A demonstration notebook for plug-and-play with ElegantRL, Stable Baselines3 and RLlib: Plug and Play with DRL Agents
We employ a training-testing-trading pipeline. First, a DRL agent is trained in a training dataset and fine-tuned (adjusting hyperparameters) in a testing dataset. Then, backtest the agent (on historical dataset), or depoy in a paper/live trading market.
This pipeline address the information leakage problem by separating the training/testing and trading periods.
Such a unified pipeline also allows fair comparisons among different algorithms.

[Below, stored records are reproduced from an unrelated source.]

//! File locations for the registry, loaded from an optional TOML file.
//!
//! Precedence, lowest first: built-in defaults, the config file (`--config`
//! or `PATIENTS_CONFIG`), then command-line overrides.

use std::ffi::OsString;
use std::path::{Path, PathBuf};

use patient_model::{DEFAULT_ERROR_LOG, DEFAULT_INFO_LOG, FileAuditTrail};
use patient_store::DEFAULT_DATA_FILE;
use serde::{Deserialize, Serialize};

/// Environment variable naming a config file.
pub const CONFIG_ENV_VAR: &str = "PATIENTS_CONFIG";

#[derive(Debug, thiserror::Error)]
pub enum ConfigError {
    #[error("failed to read config {path}: {source}")]
    Read {
        path: PathBuf,
        #[source]
        source: std::io::Error,
    },

    #[error("failed to parse config {path}: {source}")]
    Parse {
        path: PathBuf,
        #[source]
        source: toml::de::Error,
    },

    #[error("failed to render config: {0}")]
    Render(#[from] toml::ser::Error),
}

/// Paths used by the registry.
#[derive(Debug, Clone, PartialEq, Eq, Serialize, Deserialize)]
#[serde(default, deny_unknown_fields)]
pub struct PatientsConfig {
    /// Backing CSV file.
    pub data_file: PathBuf,
    /// Audit file for successful operations.
    pub info_log: PathBuf,
    /// Audit file for rejected operations.
    pub error_log: PathBuf,
}

impl Default for PatientsConfig {
    fn default() -> Self {
        Self {
            data_file: PathBuf::from(DEFAULT_DATA_FILE),
            info_log: PathBuf::from(DEFAULT_INFO_LOG),
            error_log: PathBuf::from(DEFAULT_ERROR_LOG),
        }
    }
}

impl PatientsConfig {
    /// Parse a config file. Missing keys keep their defaults.
    pub fn load(path: &Path) -> Result<Self, ConfigError> {
        let text = std::fs::read_to_string(path).map_err(|source| ConfigError::Read {
            path: path.to_path_buf(),
            source,
        })?;
        toml::from_str(&text).map_err(|source| ConfigError::Parse {
            path: path.to_path_buf(),
            source,
        })
    }

    /// Load from `explicit`, else from `PATIENTS_CONFIG`, else defaults.
    pub fn resolve(explicit: Option<&Path>) -> Result<Self, ConfigError> {
        Self::resolve_with(explicit, std::env::var_os(CONFIG_ENV_VAR))
    }

    /// [`Self::resolve`] with the environment value passed in.
    pub fn resolve_with(
        explicit: Option<&Path>,
        env_value: Option<OsString>,
    ) -> Result<Self, ConfigError> {
        if let Some(path) = explicit {
            return Self::load(path);
        }
        match env_value.filter(|value| !value.is_empty()) {
            Some(value) => Self::load(Path::new(&value)),
            None => Ok(Self::default()),
        }
    }

    /// Replace any path given on the command line.
    #[must_use]
    pub fn with_overrides(
        mut self,
        data_file: Option<PathBuf>,
        info_log: Option<PathBuf>,
        error_log: Option<PathBuf>,
    ) -> Self {
        if let Some(path) = data_file {
            self.data_file = path;
        }
        if let Some(path) = info_log {
            self.info_log = path;
        }
        if let Some(path) = error_log {
            self.error_log = path;
        }
        self
    }

    /// Audit trail writing to the configured log files.
    pub fn audit_trail(&self) -> FileAuditTrail {
        FileAuditTrail::new(&self.info_log, &self.error_log)
    }

    /// Render as TOML.
    pub fn to_toml(&self) -> Result<String, ConfigError> {
        Ok(toml::to_string(self)?)
    }
}
//! Scripted collision worlds for integration tests.

#![allow(dead_code)]

use bevy::prelude::*;
use bevy_barrel_prediction::prelude::*;

/// Fresh, distinct entity ids.
pub fn actors(count: usize) -> Vec<Entity> {
    let mut world = World::new();
    (0..count).map(|_| world.spawn_empty().id()).collect()
}

/// Solid ball.
#[derive(Clone, Copy, Debug)]
pub struct Ball {
    pub center: Vec3,
    pub radius: f32,
    pub actor: Entity,
    pub channel: TraceChannel,
}

impl Ball {
    pub fn new(center: Vec3, radius: f32, actor: Entity) -> Self {
        Self {
            center,
            radius,
            actor,
            channel: TraceChannel::ALL,
        }
    }

    /// Fraction along `start..end` where the segment enters the ball.
    /// A segment starting inside hits at `0.0`.
    fn entry(&self, start: Vec3, end: Vec3) -> Option<f32> {
        let segment = end - start;
        let offset = start - self.center;
        let c = offset.length_squared() - self.radius * self.radius;
        if c <= 0.0 {
            return Some(0.0);
        }

        let a = segment.length_squared();
        if a == 0.0 {
            return None;
        }
        let b = offset.dot(segment);
        let discriminant = b * b - a * c;
        if discriminant < 0.0 {
            return None;
        }

        let time = (-b - discriminant.sqrt()) / a;
        (0.0..=1.0).contains(&time).then_some(time)
    }
}

/// One-sided infinite plane; segments crossing from the front hit it.
#[derive(Clone, Copy, Debug)]
pub struct Slab {
    pub point: Vec3,
    pub normal: Vec3,
    pub actor: Entity,
    pub channel: TraceChannel,
}

impl Slab {
    pub fn new(point: Vec3, normal: Vec3, actor: Entity) -> Self {
        Self {
            point,
            normal: normal.normalize(),
            actor,
            channel: TraceChannel::ALL,
        }
    }

    fn entry(&self, start: Vec3, end: Vec3) -> Option<f32> {
        let before = (start - self.point).dot(self.normal);
        let after = (end - self.point).dot(self.normal);
        if before < 0.0 || after >= 0.0 {
            return None;
        }
        Some(before / (before - after))
    }
}

/// Scene of balls and slabs honoring channels and ignore lists.
#[derive(Clone, Debug, Default)]
pub struct Scene {
    pub balls: Vec<Ball>,
    pub slabs: Vec<Slab>,
}

impl Scene {
    pub fn with_ball(mut self, ball: Ball) -> Self {
        self.balls.push(ball);
        self
    }

    pub fn with_slab(mut self, slab: Slab) -> Self {
        self.slabs.push(slab);
        self
    }
}

impl LineTrace for Scene {
    fn line_trace(&self, start: Vec3, end: Vec3, params: &TraceParams<'_>) -> Option<HitResult> {
        let balls = self
            .balls
            .iter()
            .filter(|ball| params.channel.intersects(ball.channel) && !params.ignores(ball.actor))
            .filter_map(|ball| Some((ball.entry(start, end)?, ball.actor, None)));
        let slabs = self
            .slabs
            .iter()
            .filter(|slab| params.channel.intersects(slab.channel) && !params.ignores(slab.actor))
            .filter_map(|slab| Some((slab.entry(start, end)?, slab.actor, Some(slab.normal))));

        let (time, actor, normal) = balls
            .chain(slabs)
            .min_by(|a, b| a.0.total_cmp(&b.0))?;
        let location = start.lerp(end, time);

        Some(HitResult {
            location,
            normal: normal.unwrap_or_else(|| (start - location).normalize_or_zero()),
            time,
            distance: start.distance(location),
            actor: Some(actor),
            physical_material: None,
        })
    }
}

/// Environment with gravity only.
pub fn airless() -> BallisticsEnvironment {
    BallisticsEnvironment {
        gravity: Vec3::new(0.0, -9.81, 0.0),
        ..BallisticsEnvironment::vacuum()
    }
}
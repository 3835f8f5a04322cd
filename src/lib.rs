//! # Bevy Barrel Prediction
//!
//! Ballistic hit prediction and intercept solving for weapon barrels in Bevy 0.18.
//!
//! ## Features
//! - Trapezoidal trajectory stepping with per-projectile velocity rules
//!   (gravity, RK4/Euler drag, custom guidance closures)
//! - Collision probing through avian's spatial query, with channel,
//!   trace-complexity and safe-launch filtering
//! - Iterative lead solving for moving targets, with optional drop compensation
//! - 2D and 3D support via feature flags
//! - Engine-free core: every algorithm runs against any [`types::LineTrace`]
//!
//! ## Quick Start
//! ```rust,no_run
//! use bevy::prelude::*;
//! use bevy_barrel_prediction::prelude::*;
//!
//! fn main() {
//!     App::new()
//!         .add_plugins(DefaultPlugins)
//!         .add_plugins(PredictionPluginGroup)
//!         .run();
//! }
//! ```

pub mod components;
pub mod events;
pub mod profile;
pub mod resources;
pub mod systems;
pub mod types;

pub mod prelude {
    pub use crate::components::*;
    pub use crate::events::*;
    pub use crate::profile::*;
    pub use crate::resources::*;
    pub use crate::systems::carrier::RigidBodyCarrier;
    pub use crate::systems::intercept::{solve_intercept, InterceptPlane};
    pub use crate::systems::kinematics::DragModel;
    pub use crate::systems::prediction::{launch_velocity, predict_trajectory, MAX_STEPS, MIN_STEP};
    pub use crate::systems::probe::{probe, CollisionProbe};
    pub use crate::types::*;
    pub use crate::PredictionPluginGroup;
    pub use crate::{BarrelPredictionPlugin, PredictionDebugPlugin};

    #[cfg(feature = "dim3")]
    pub use crate::systems::probe::WorldTrace;
    #[cfg(feature = "dim2")]
    pub use crate::systems::probe::WorldTrace2d;
}

use bevy::prelude::*;

/// Plugin group with the prediction core and its debug drawing.
///
/// # Example
/// ```rust,no_run
/// use bevy::prelude::*;
/// use bevy_barrel_prediction::prelude::*;
///
/// fn main() {
///     App::new()
///         .add_plugins(DefaultPlugins)
///         .add_plugins(PredictionPluginGroup)
///         .run();
/// }
/// ```
#[derive(Default)]
pub struct PredictionPluginGroup;

impl PluginGroup for PredictionPluginGroup {
    fn build(self) -> bevy::app::PluginGroupBuilder {
        bevy::app::PluginGroupBuilder::start::<Self>()
            .add(BarrelPredictionPlugin)
            .add(PredictionDebugPlugin)
    }
}

/// Core prediction plugin.
///
/// Registers the barrel types, initializes [`resources::BallisticsEnvironment`],
/// [`resources::PredictionConfig`] and [`resources::ProjectileProfiles`], and
/// answers request messages in `FixedUpdate`.
///
/// # Systems
/// - `serve_prediction_requests` - Answers [`events::PredictHitRequest`] with [`events::HitPredicted`]
///   (runs once the physics spatial query pipeline exists)
/// - `serve_aim_requests` - Answers [`events::AimRequest`] with [`events::AimSolved`]
pub struct BarrelPredictionPlugin;

impl Plugin for BarrelPredictionPlugin {
    fn build(&self, app: &mut App) {
        app.register_type::<components::Barrel>()
            .register_type::<components::CollisionProxy>()
            .register_type::<components::PhysicalSurface>()
            .register_type::<resources::BallisticsEnvironment>()
            .register_type::<resources::PredictionConfig>()
            .init_resource::<resources::BallisticsEnvironment>()
            .init_resource::<resources::PredictionConfig>()
            .init_resource::<resources::ProjectileProfiles>()
            .add_message::<events::PredictHitRequest>()
            .add_message::<events::HitPredicted>()
            .add_message::<events::AimRequest>()
            .add_message::<events::AimSolved>();

        // 3D Physics Systems
        #[cfg(feature = "dim3")]
        {
            use avian3d::prelude::SpatialQueryPipeline;
            app.add_systems(
                FixedUpdate,
                (
                    systems::requests::serve_aim_requests,
                    systems::requests::serve_prediction_requests
                        .run_if(resource_exists::<SpatialQueryPipeline>),
                ),
            );
        }

        // 2D Physics Systems
        #[cfg(feature = "dim2")]
        {
            use avian2d::prelude::SpatialQueryPipeline;
            app.add_systems(
                FixedUpdate,
                (
                    systems::requests::serve_aim_requests_2d,
                    systems::requests::serve_prediction_requests_2d
                        .run_if(resource_exists::<SpatialQueryPipeline>),
                ),
            );
        }
    }
}

/// Debug plugin drawing the latest predicted trajectory of each barrel.
pub struct PredictionDebugPlugin;

impl Plugin for PredictionDebugPlugin {
    fn build(&self, app: &mut App) {
        app.add_systems(Update, systems::debug::draw_predicted_trajectories);
    }
}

For future work, we plan to build a multi-agent-based market simulator that consists of over ten thousands of agents, namely, a FinRL-Metaverse. First, FinRL-Metaverse aims to build a universe of market environments, like the XLand environment (source) and planet-scale climate forecast (source) by DeepMind. To improve the performance for large-scale markets, we will employ GPU-based massive parallel simulation just as Isaac Gym (source). Moreover, it will be interesting to explore the deep evolutionary RL framework (source) to simulate the markets. Our final goal is to provide insights into complex market phenomena and offer guidance for financial regulations through FinRL-Meta.
@article{finrl_meta_2021,
author = {Liu, Xiao-Yang and Rui, Jingyang and Gao, Jiechao and Yang, Liuqing and Yang, Hongyang and Wang, Zhaoran and Wang, Christina Dan and Guo Jian},
title = {{FinRL-Meta}: Data-Driven Deep ReinforcementLearning in Quantitative Finance},
journal = {Data-Centric AI Workshop, NeurIPS},
year = {2021}
}
Disclaimer: Nothing herein is financial advice, and NOT a recommendation to trade real money. Please use common sense and always first consult a professional before trading or investing.